- WHAT THE EXERCISE ASKS
In the records that follow, find the line with "pub enum OpenError"; from there, retype every line exactly through the line with "pub enum LockError", which also belongs to the answer.

- DATASET CONTENT
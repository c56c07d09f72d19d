//! Error taxonomy for the web VFS
//!
//! Every failure that can reach SQLite is a [`VfsError`]. Each internal kind
//! maps to exactly one SQLite result code through [`VfsError::sqlite_code`].

use crate::core::page::PageKey;
use libsqlite3_sys as ffi;
use std::os::raw::c_int;
use thiserror::Error;

/// `SQLITE_IOERR_DATA`: page content failed verification
pub const SQLITE_IOERR_DATA: c_int = ffi::SQLITE_IOERR | (32 << 8);

/// Failures of the range fetcher
#[derive(Error, Debug, Clone, PartialEq, Eq)]
pub enum FetchError {
    /// Transient failures exhausted the retry budget
    #[error("remote object unavailable after {attempts} attempt(s): {reason}")]
    Unavailable { attempts: u32, reason: String },

    /// 404/410, or the object no longer has the size it was opened with
    #[error("remote object not found: {0}")]
    NotFound(String),

    /// Any other non-retryable HTTP status
    #[error("remote request for {url} rejected with HTTP {status}")]
    Rejected { url: String, status: u16 },
}

impl FetchError {
    pub fn unavailable(attempts: u32, reason: impl Into<String>) -> Self {
        FetchError::Unavailable {
            attempts,
            reason: reason.into(),
        }
    }
}

#[derive(Error, Debug, Clone, PartialEq, Eq)]
pub enum OpenError {
    #[error("remote database does not exist: {0}")]
    NotFound(String),

    #[error("unsupported open request: {0}")]
    Unsupported(String),

    #[error("no remote URL in database name '{0}' (expected a web_url URI parameter)")]
    InvalidLocator(String),
}

#[derive(Error, Debug, Clone, PartialEq, Eq)]
pub enum LockError {
    /// Lock levels above SHARED need a write overlay
    #[error("lock level {0} requires a write overlay")]
    Unsupported(&'static str),

    #[error("lock level {0} is held by another handle")]
    Busy(&'static str),
}

#[derive(Error, Debug, Clone, PartialEq, Eq)]
pub enum CacheError {
    /// Size or digest mismatch on a fetched page
    #[error("page {key} is corrupt: {reason}")]
    Corrupt { key: PageKey, reason: String },

    #[error("page {key} is past the end of the file ({pages} pages)")]
    OutOfRange { key: PageKey, pages: u64 },
}

/// Configuration loading and validation failures
#[derive(Error, Debug)]
pub enum ConfigError {
    #[error("I/O error: {0}")]
    Io(#[from] std::io::Error),

    #[error("TOML parse error: {0}")]
    Parse(#[from] toml::de::Error),

    #[error("invalid configuration: {0}")]
    Invalid(String),
}

impl From<validator::ValidationErrors> for ConfigError {
    fn from(errors: validator::ValidationErrors) -> Self {
        ConfigError::Invalid(errors.to_string())
    }
}

/// Umbrella error carried through the page-I/O path
///
/// `Clone` because one coalesced fetch result is handed to every waiter.
#[derive(Error, Debug, Clone, PartialEq, Eq)]
pub enum VfsError {
    #[error(transparent)]
    Fetch(#[from] FetchError),

    #[error(transparent)]
    Open(#[from] OpenError),

    #[error(transparent)]
    Lock(#[from] LockError),

    #[error(transparent)]
    Cache(#[from] CacheError),

    #[error("handle is read-only")]
    ReadOnly,

    #[error("handle is closed")]
    Closed,

    #[error("worker pool error: {0}")]
    Executor(String),

    #[error("configuration error: {0}")]
    Config(String),

    #[error("VFS registration failed: {0}")]
    Registration(i32),

    #[error("SQLite error: {0}")]
    Sqlite(String),
}

impl From<ConfigError> for VfsError {
    fn from(err: ConfigError) -> Self {
        VfsError::Config(err.to_string())
    }
}

impl From<rusqlite::Error> for VfsError {
    fn from(err: rusqlite::Error) -> Self {
        VfsError::Sqlite(err.to_string())
    }
}

impl VfsError {
    /// SQLite result code reported for this error
    pub fn sqlite_code(&self) -> c_int {
        match self {
            VfsError::Fetch(FetchError::Unavailable { .. }) => ffi::SQLITE_IOERR_READ,
            VfsError::Fetch(FetchError::Rejected { .. }) => ffi::SQLITE_IOERR_READ,
            VfsError::Fetch(FetchError::NotFound(_)) => ffi::SQLITE_CANTOPEN,
            VfsError::Open(OpenError::NotFound(_)) => ffi::SQLITE_CANTOPEN,
            VfsError::Open(OpenError::InvalidLocator(_)) => ffi::SQLITE_CANTOPEN,
            VfsError::Open(OpenError::Unsupported(_)) => ffi::SQLITE_READONLY,
            VfsError::Lock(LockError::Unsupported(_)) => ffi::SQLITE_READONLY,
            VfsError::Lock(LockError::Busy(_)) => ffi::SQLITE_BUSY,
            VfsError::Cache(CacheError::Corrupt { .. }) => SQLITE_IOERR_DATA,
            VfsError::Cache(CacheError::OutOfRange { .. }) => ffi::SQLITE_IOERR_READ,
            VfsError::ReadOnly => ffi::SQLITE_READONLY,
            VfsError::Closed => ffi::SQLITE_MISUSE,
            VfsError::Executor(_) => ffi::SQLITE_IOERR,
            VfsError::Config(_) | VfsError::Registration(_) | VfsError::Sqlite(_) => {
                ffi::SQLITE_ERROR
            }
        }
    }
}

pub type Result<T> = std::result::Result<T, VfsError>;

- SOLUTION BELOW
pub enum OpenError {
    #[error("remote database does not exist: {0}")]
    NotFound(String),

    #[error("unsupported open request: {0}")]
    Unsupported(String),

    #[error("no remote URL in database name '{0}' (expected a web_url URI parameter)")]
    InvalidLocator(String),
}

#[derive(Error, Debug, Clone, PartialEq, Eq)]
pub enum LockError {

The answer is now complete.